### Aim of the task
Where does the word "GoogleHybrid" occur in the entries below? Copy every line that has it.

Stored items

◆ ◆ ◆ ◆ ◆

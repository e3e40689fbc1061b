// Copyright 2026 the buildings-map contributors
//
// Licensed under the Apache License, Version 2.0 (the "License");
// you may not use this file except in compliance with the License.
// You may obtain a copy of the License at
//
//     http://www.apache.org/licenses/LICENSE-2.0
//
// Unless required by applicable law or agreed to in writing, software
// distributed under the License is distributed on an "AS IS" BASIS,
// WITHOUT WARRANTIES OR CONDITIONS OF ANY KIND, either express or implied.
// See the License for the specific language governing permissions and
// limitations under the License.

//! Base tile layer registry.
//!
//! Two selectable base layers: standard OpenStreetMap tiles and Google
//! hybrid satellite tiles. Exactly one is active at a time; the active
//! choice lives on the application state, not here.

use serde::{Deserialize, Serialize};

/// A selectable full-map background tile source.
#[derive(Debug, Clone, Copy, PartialEq, Eq, Hash, Serialize, Deserialize, clap::ValueEnum)]
#[serde(rename_all = "kebab-case")]
pub enum BaseLayer {
    OpenStreetMap,
    GoogleHybrid,
}

impl BaseLayer {
    pub const ALL: [BaseLayer; 2] = [BaseLayer::OpenStreetMap, BaseLayer::GoogleHybrid];

    /// Tile URL for the given slippy-map coordinates.
    pub fn tile_url(&self, x: u32, y: u32, zoom: u8) -> String {
        match self {
            BaseLayer::OpenStreetMap => {
                format!("https://tile.openstreetmap.org/{zoom}/{x}/{y}.png")
            }
            BaseLayer::GoogleHybrid => {
                // Subdomain load balancing across mt0-mt3, keyed by tile coordinates
                let subdomain = ["mt0", "mt1", "mt2", "mt3"][((x + y) % 4) as usize];
                format!("http://{subdomain}.google.com/vt?lyrs=s,h&x={x}&y={y}&z={zoom}")
            }
        }
    }

    pub fn max_zoom(&self) -> u8 {
        match self {
            BaseLayer::OpenStreetMap => 19,
            BaseLayer::GoogleHybrid => 20,
        }
    }

    pub fn display_name(&self) -> &'static str {
        match self {
            BaseLayer::OpenStreetMap => "Open Street Maps",
            BaseLayer::GoogleHybrid => "Google Hybrid",
        }
    }

    pub fn attribution(&self) -> &'static str {
        match self {
            BaseLayer::OpenStreetMap => "© OpenStreetMap contributors",
            BaseLayer::GoogleHybrid => "Imagery © Google",
        }
    }

    /// Stable identifier used for cache directories and config values.
    pub fn slug(&self) -> &'static str {
        match self {
            BaseLayer::OpenStreetMap => "openstreetmap",
            BaseLayer::GoogleHybrid => "google-hybrid",
        }
    }
}
// Copyright 2026 the buildings-map contributors
//
// Licensed under the Apache License, Version 2.0 (the "License");
// you may not use this file except in compliance with the License.
// You may obtain a copy of the License at
//
//     http://www.apache.org/licenses/LICENSE-2.0
//
// Unless required by applicable law or agreed to in writing, software
// distributed under the License is distributed on an "AS IS" BASIS,
// WITHOUT WARRANTIES OR CONDITIONS OF ANY KIND, either express or implied.
// See the License for the specific language governing permissions and
// limitations under the License.

//! Building collection decoding.
//!
//! Converts a GeoJSON `FeatureCollection` as served by the buildings API into
//! plain [`Building`] records. The backend serializes Django model instances
//! with the `geojson` serializer, so each feature carries the model fields in
//! `properties` (including `pk` as a string and `rent` as a decimal string).

use chrono::{DateTime, Utc};
use geojson::{Feature, FeatureCollection, JsonObject, Value};
use log::warn;

/// A single rental building with a known point location.
#[derive(Debug, Clone, PartialEq)]
pub struct Building {
    /// Database primary key, when the serializer included one.
    pub pk: Option<i64>,
    /// Latitude in degrees.
    pub latitude: f64,
    /// Longitude in degrees.
    pub longitude: f64,
    /// Free-form comment on the listing.
    pub comment: Option<String>,
    pub county: Option<String>,
    pub district: Option<String>,
    /// Monthly rent as a decimal string, as serialized by the backend.
    pub rent: Option<String>,
    pub payment_details: Option<String>,
    /// Whether the building is currently occupied.
    pub occupancy: Option<bool>,
}

impl Building {
    /// Human-readable label for lists and marker popups.
    #[must_use]
    pub fn label(&self) -> String {
        match (self.district.as_deref(), self.county.as_deref()) {
            (Some(district), Some(county)) => format!("{district}, {county}"),
            (Some(district), None) => district.to_owned(),
            (None, Some(county)) => county.to_owned(),
            (None, None) => match self.pk {
                Some(pk) => format!("Building #{pk}"),
                None => "Building".to_owned(),
            },
        }
    }
}

/// An immutable set of buildings decoded from one API response.
#[derive(Debug, Clone)]
pub struct BuildingCollection {
    /// Buildings with a valid point geometry, in response order.
    pub buildings: Vec<Building>,
    /// Features dropped for a missing or non-point geometry.
    pub skipped: usize,
    /// When the response was decoded.
    pub fetched_at: DateTime<Utc>,
}

impl BuildingCollection {
    /// Decode a GeoJSON feature collection, skipping unusable features.
    #[must_use]
    pub fn from_features(fc: FeatureCollection) -> Self {
        let mut buildings = Vec::with_capacity(fc.features.len());
        let mut skipped = 0;

        for feature in fc.features {
            match building_from_feature(feature) {
                Some(building) => buildings.push(building),
                None => skipped += 1,
            }
        }

        Self {
            buildings,
            skipped,
            fetched_at: Utc::now(),
        }
    }

    #[must_use]
    pub fn len(&self) -> usize {
        self.buildings.len()
    }

    #[must_use]
    pub fn is_empty(&self) -> bool {
        self.buildings.is_empty()
    }

    pub fn iter(&self) -> std::slice::Iter<'_, Building> {
        self.buildings.iter()
    }
}

impl<'a> IntoIterator for &'a BuildingCollection {
    type Item = &'a Building;
    type IntoIter = std::slice::Iter<'a, Building>;

    fn into_iter(self) -> Self::IntoIter {
        self.buildings.iter()
    }
}

fn building_from_feature(feature: Feature) -> Option<Building> {
    let Some(geometry) = feature.geometry else {
        warn!("skipping building feature without a geometry");
        return None;
    };

    // GeoJSON point order is [lon, lat]
    let (longitude, latitude) = match geometry.value {
        Value::Point(ref coords) if coords.len() >= 2 => (coords[0], coords[1]),
        ref other => {
            warn!("skipping building feature with non-point geometry: {}", geometry_kind(other));
            return None;
        }
    };

    let props = feature.properties;
    let pk = property_i64(props.as_ref(), "pk").or_else(|| id_as_i64(feature.id.as_ref()));

    Some(Building {
        pk,
        latitude,
        longitude,
        comment: property_string(props.as_ref(), "comment"),
        county: property_string(props.as_ref(), "county"),
        district: property_string(props.as_ref(), "district"),
        rent: property_decimal(props.as_ref(), "rent"),
        payment_details: property_string(props.as_ref(), "payment_details"),
        occupancy: props.as_ref().and_then(|p| p.get("occupancy")).and_then(serde_json::Value::as_bool),
    })
}

fn geometry_kind(value: &Value) -> &'static str {
    match value {
        Value::Point(_) => "Point",
        Value::MultiPoint(_) => "MultiPoint",
        Value::LineString(_) => "LineString",
        Value::MultiLineString(_) => "MultiLineString",
        Value::Polygon(_) => "Polygon",
        Value::MultiPolygon(_) => "MultiPolygon",
        Value::GeometryCollection(_) => "GeometryCollection",
    }
}

fn property_string(props: Option<&JsonObject>, key: &str) -> Option<String> {
    props?.get(key)?.as_str().map(str::to_owned)
}

/// The serializer emits `pk` as a string, but accept a bare number too.
fn property_i64(props: Option<&JsonObject>, key: &str) -> Option<i64> {
    let value = props?.get(key)?;
    value
        .as_i64()
        .or_else(|| value.as_str().and_then(|s| s.parse().ok()))
}

/// Decimal fields arrive as strings; tolerate numbers from older backends.
fn property_decimal(props: Option<&JsonObject>, key: &str) -> Option<String> {
    let value = props?.get(key)?;
    match value {
        serde_json::Value::String(s) => Some(s.clone()),
        serde_json::Value::Number(n) => Some(n.to_string()),
        _ => None,
    }
}

fn id_as_i64(id: Option<&geojson::feature::Id>) -> Option<i64> {
    match id? {
        geojson::feature::Id::Number(n) => n.as_i64(),
        geojson::feature::Id::String(s) => s.parse().ok(),
    }
}

#[cfg(test)]
mod tests {
    use super::*;
    use geojson::GeoJson;

    fn collection_from(json: &str) -> BuildingCollection {
        let GeoJson::FeatureCollection(fc) = json.parse::<GeoJson>().unwrap() else {
            panic!("test input is not a feature collection");
        };
        BuildingCollection::from_features(fc)
    }

    #[test]
    fn test_point_feature_becomes_building() {
        let collection = collection_from(
            r#"{"type":"FeatureCollection","features":[
                {"type":"Feature",
                 "geometry":{"type":"Point","coordinates":[36.82,-1.29]},
                 "properties":{}}
            ]}"#,
        );

        assert_eq!(collection.len(), 1);
        assert_eq!(collection.skipped, 0);
        let building = &collection.buildings[0];
        // GeoJSON order is [lon, lat]
        assert!((building.latitude - -1.29).abs() < 1e-9);
        assert!((building.longitude - 36.82).abs() < 1e-9);
    }

    #[test]
    fn test_empty_collection() {
        let collection = collection_from(r#"{"type":"FeatureCollection","features":[]}"#);
        assert!(collection.is_empty());
        assert_eq!(collection.skipped, 0);
    }

    #[test]
    fn test_feature_without_geometry_is_skipped() {
        let collection = collection_from(
            r#"{"type":"FeatureCollection","features":[
                {"type":"Feature","geometry":null,"properties":{"district":"Westlands"}},
                {"type":"Feature",
                 "geometry":{"type":"Point","coordinates":[36.8219,-1.2921]},
                 "properties":{}}
            ]}"#,
        );

        assert_eq!(collection.len(), 1);
        assert_eq!(collection.skipped, 1);
    }

    #[test]
    fn test_non_point_geometry_is_skipped() {
        let collection = collection_from(
            r#"{"type":"FeatureCollection","features":[
                {"type":"Feature",
                 "geometry":{"type":"LineString","coordinates":[[0,0],[1,1]]},
                 "properties":{}}
            ]}"#,
        );

        assert!(collection.is_empty());
        assert_eq!(collection.skipped, 1);
    }

    #[test]
    fn test_django_style_properties() {
        let collection = collection_from(
            r#"{"type":"FeatureCollection","features":[
                {"type":"Feature",
                 "geometry":{"type":"Point","coordinates":[36.8219,-1.2921]},
                 "properties":{
                    "pk":"7",
                    "model":"buildings.building",
                    "comment":"corner unit",
                    "county":"Nairobi",
                    "district":"Westlands",
                    "rent":"45000.00",
                    "payment_details":"M-Pesa 555",
                    "occupancy":true}}
            ]}"#,
        );

        let building = &collection.buildings[0];
        assert_eq!(building.pk, Some(7));
        assert_eq!(building.county.as_deref(), Some("Nairobi"));
        assert_eq!(building.district.as_deref(), Some("Westlands"));
        assert_eq!(building.rent.as_deref(), Some("45000.00"));
        assert_eq!(building.payment_details.as_deref(), Some("M-Pesa 555"));
        assert_eq!(building.occupancy, Some(true));
        assert_eq!(building.label(), "Westlands, Nairobi");
    }

    #[test]
    fn test_numeric_pk_and_rent() {
        let collection = collection_from(
            r#"{"type":"FeatureCollection","features":[
                {"type":"Feature","id":3,
                 "geometry":{"type":"Point","coordinates":[36.9,-1.3]},
                 "properties":{"rent":12000}}
            ]}"#,
        );

        let building = &collection.buildings[0];
        assert_eq!(building.pk, Some(3));
        assert_eq!(building.rent.as_deref(), Some("12000"));
    }

    #[test]
    fn test_label_fallbacks() {
        let building = Building {
            pk: Some(9),
            latitude: 0.0,
            longitude: 0.0,
            comment: None,
            county: None,
            district: None,
            rent: None,
            payment_details: None,
            occupancy: None,
        };
        assert_eq!(building.label(), "Building #9");
    }
}
//! Map rendering: base layers, tile management, and markers.
//!
//! This module provides the tile layer registry, tile fetching and caching
//! with Web Mercator projection, and marker icon handling.

pub mod layers;
pub mod markers;
pub mod tiles;

pub use layers::BaseLayer;
pub use markers::{DefaultIconResolver, IconResolver, MarkerTextures};
pub use tiles::{TileManager, WebMercator};
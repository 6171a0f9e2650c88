//! Compute-unit tiers and OS images.

use std::fmt;
use std::str::FromStr;

use serde::{Deserialize, Serialize};

use crate::error::WardenError;

/// Compute-unit counts the network accepts.
pub const VALID_COMPUTE_UNITS: [u32; 7] = [1, 2, 3, 4, 6, 8, 12];

/// Memory per compute unit, in MiB.
const MEMORY_MIB_PER_CU: u32 = 2048;

/// Root filesystem size per compute unit, in MiB.
const DISK_MIB_PER_CU: u32 = 20_480;

/// A validated compute-unit allocation.
///
/// One compute unit is one vCPU, 2 GiB of memory and 20 GiB of disk.
#[derive(Debug, Clone, Copy, PartialEq, Eq, Serialize)]
#[serde(transparent)]
pub struct ComputeTier(u32);

impl ComputeTier {
    /// Validate a compute-unit count against the tier set.
    pub fn new(units: u32) -> Result<Self, WardenError> {
        if VALID_COMPUTE_UNITS.contains(&units) {
            Ok(Self(units))
        } else {
            Err(WardenError::Validation(format!(
                "Invalid compute_units={units}. Valid: {VALID_COMPUTE_UNITS:?}"
            )))
        }
    }

    pub fn units(self) -> u32 {
        self.0
    }

    pub fn vcpus(self) -> u32 {
        self.0
    }

    pub fn memory_mib(self) -> u32 {
        self.0 * MEMORY_MIB_PER_CU
    }

    pub fn disk_mib(self) -> u32 {
        self.0 * DISK_MIB_PER_CU
    }
}

/// Operating system images available for new VMs.
#[derive(Debug, Clone, Copy, PartialEq, Eq, Serialize, Deserialize)]
#[serde(rename_all = "lowercase")]
pub enum OsImage {
    Ubuntu22,
    Ubuntu24,
    Debian12,
}

impl OsImage {
    pub const ALL: [OsImage; 3] = [Self::Ubuntu22, Self::Ubuntu24, Self::Debian12];

    pub fn as_str(self) -> &'static str {
        match self {
            Self::Ubuntu22 => "ubuntu22",
            Self::Ubuntu24 => "ubuntu24",
            Self::Debian12 => "debian12",
        }
    }
}

impl fmt::Display for OsImage {
    fn fmt(&self, f: &mut fmt::Formatter<'_>) -> fmt::Result {
        f.write_str(self.as_str())
    }
}

impl FromStr for OsImage {
    type Err = WardenError;

    fn from_str(s: &str) -> Result<Self, Self::Err> {
        Self::ALL
            .into_iter()
            .find(|image| image.as_str() == s)
            .ok_or_else(|| {
                let valid: Vec<&str> = Self::ALL.iter().map(|i| i.as_str()).collect();
                WardenError::Validation(format!("Unknown os_image='{s}'. Valid: {valid:?}"))
            })
    }
}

◆ ◆ ◆ ◆ ◆

### Solution to this exercise
    GoogleHybrid,
    pub const ALL: [BaseLayer; 2] = [BaseLayer::OpenStreetMap, BaseLayer::GoogleHybrid];
            BaseLayer::GoogleHybrid => {
            BaseLayer::GoogleHybrid => 20,
            BaseLayer::GoogleHybrid => "Google Hybrid",
            BaseLayer::GoogleHybrid => "Imagery © Google",
            BaseLayer::GoogleHybrid => "google-hybrid",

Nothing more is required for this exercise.